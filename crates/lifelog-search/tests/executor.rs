use async_trait::async_trait;
use std::sync::Arc;
use std::time::Duration;

use lifelog_core::config::ExecutorConfig;
use lifelog_core::types::{SearchResult, StrategyKind};
use lifelog_core::{Error, Result};
use lifelog_query::TemporalInfo;
use lifelog_search::{ExecutionOptions, ParallelExecutor, SearchContext, Strategy, StrategyRequest};

enum Behavior {
    Answer,
    Stall,
    Fail,
    Panic,
}

/// Returns one result named after its kind, or misbehaves as told.
struct Scripted {
    kind: StrategyKind,
    behavior: Behavior,
}

impl Scripted {
    fn new(kind: StrategyKind, behavior: Behavior) -> Arc<dyn Strategy> {
        Arc::new(Self { kind, behavior })
    }
}

#[async_trait]
impl Strategy for Scripted {
    fn kind(&self) -> StrategyKind {
        self.kind
    }

    async fn execute(&self, _request: &StrategyRequest, _ctx: &SearchContext) -> Result<Vec<SearchResult>> {
        match self.behavior {
            Behavior::Answer => Ok(vec![SearchResult::new(self.kind.as_str(), 0.8)]),
            Behavior::Stall => {
                tokio::time::sleep(Duration::from_secs(30)).await;
                Ok(vec![SearchResult::new(self.kind.as_str(), 0.9)])
            }
            Behavior::Fail => Err(Error::VectorIndex("embedding service offline".into())),
            Behavior::Panic => panic!("context filter blew up"),
        }
    }
}

fn request() -> StrategyRequest {
    StrategyRequest {
        query: "budget review".into(),
        search_text: "budget review".into(),
        keywords: vec!["budget".into(), "review".into()],
        temporal: TemporalInfo::default(),
        limit: 10,
        score_threshold: 0.0,
    }
}

fn config(strategy_timeout_ms: u64) -> ExecutorConfig {
    ExecutorConfig { strategy_timeout_ms, settle_ms: 0, ..ExecutorConfig::default() }
}

fn ids(results: &[SearchResult]) -> Vec<&str> {
    results.iter().map(|r| r.id.as_str()).collect()
}

#[tokio::test]
async fn slow_and_panicking_strategies_are_recorded_as_failed() {
    let executor = ParallelExecutor::new(config(100))
        .with_strategy(Scripted::new(StrategyKind::Lexical, Behavior::Answer))
        .with_strategy(Scripted::new(StrategyKind::VectorSemantic, Behavior::Stall))
        .with_strategy(Scripted::new(StrategyKind::ContextFilter, Behavior::Panic));

    let out = executor.execute(request(), &ExecutionOptions::default()).await;

    assert_eq!(ids(&out.results), vec!["lexical"]);
    assert_eq!(out.performance.failed_strategies, vec![StrategyKind::VectorSemantic, StrategyKind::ContextFilter]);
    assert!(!out.performance.timed_out);
    assert_eq!(out.performance.strategy_timings.len(), 3);
}

#[tokio::test]
async fn failing_strategy_contributes_nothing() {
    let executor = ParallelExecutor::new(config(1_000))
        .with_strategy(Scripted::new(StrategyKind::Lexical, Behavior::Answer))
        .with_strategy(Scripted::new(StrategyKind::VectorSemantic, Behavior::Fail))
        .with_strategy(Scripted::new(StrategyKind::ContextFilter, Behavior::Answer));

    let out = executor.execute(request(), &ExecutionOptions::default()).await;

    assert_eq!(ids(&out.results), vec!["lexical", "context-filter"]);
    assert_eq!(out.performance.failed_strategies, vec![StrategyKind::VectorSemantic]);
    assert!(!out.performance.timed_out);
}

#[tokio::test]
async fn overall_deadline_returns_what_finished() {
    let executor = ParallelExecutor::new(config(5_000))
        .with_strategy(Scripted::new(StrategyKind::Lexical, Behavior::Answer))
        .with_strategy(Scripted::new(StrategyKind::VectorSemantic, Behavior::Stall));
    let opts = ExecutionOptions { overall_timeout: Some(Duration::from_millis(200)), ..ExecutionOptions::default() };

    let out = executor.execute(request(), &opts).await;

    assert_eq!(ids(&out.results), vec!["lexical"]);
    assert_eq!(out.performance.failed_strategies, vec![StrategyKind::VectorSemantic]);
    assert!(out.performance.timed_out);
    assert!(out.performance.total_time_ms < 5_000);

    let json = serde_json::to_value(&out.performance).expect("serializable");
    assert_eq!(json["timedOut"], true);
    assert_eq!(json["failedStrategies"], serde_json::json!(["vector-semantic"]));
}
.....
TASK PROMPT => If a line in the records has the word "SearchResult", copy that line.

YOUR SOLUTION =>
use lifelog_core::types::{SearchResult, StrategyKind};
    async fn execute(&self, _request: &StrategyRequest, _ctx: &SearchContext) -> Result<Vec<SearchResult>> {
            Behavior::Answer => Ok(vec![SearchResult::new(self.kind.as_str(), 0.8)]),
                Ok(vec![SearchResult::new(self.kind.as_str(), 0.9)])
fn ids(results: &[SearchResult]) -> Vec<&str> {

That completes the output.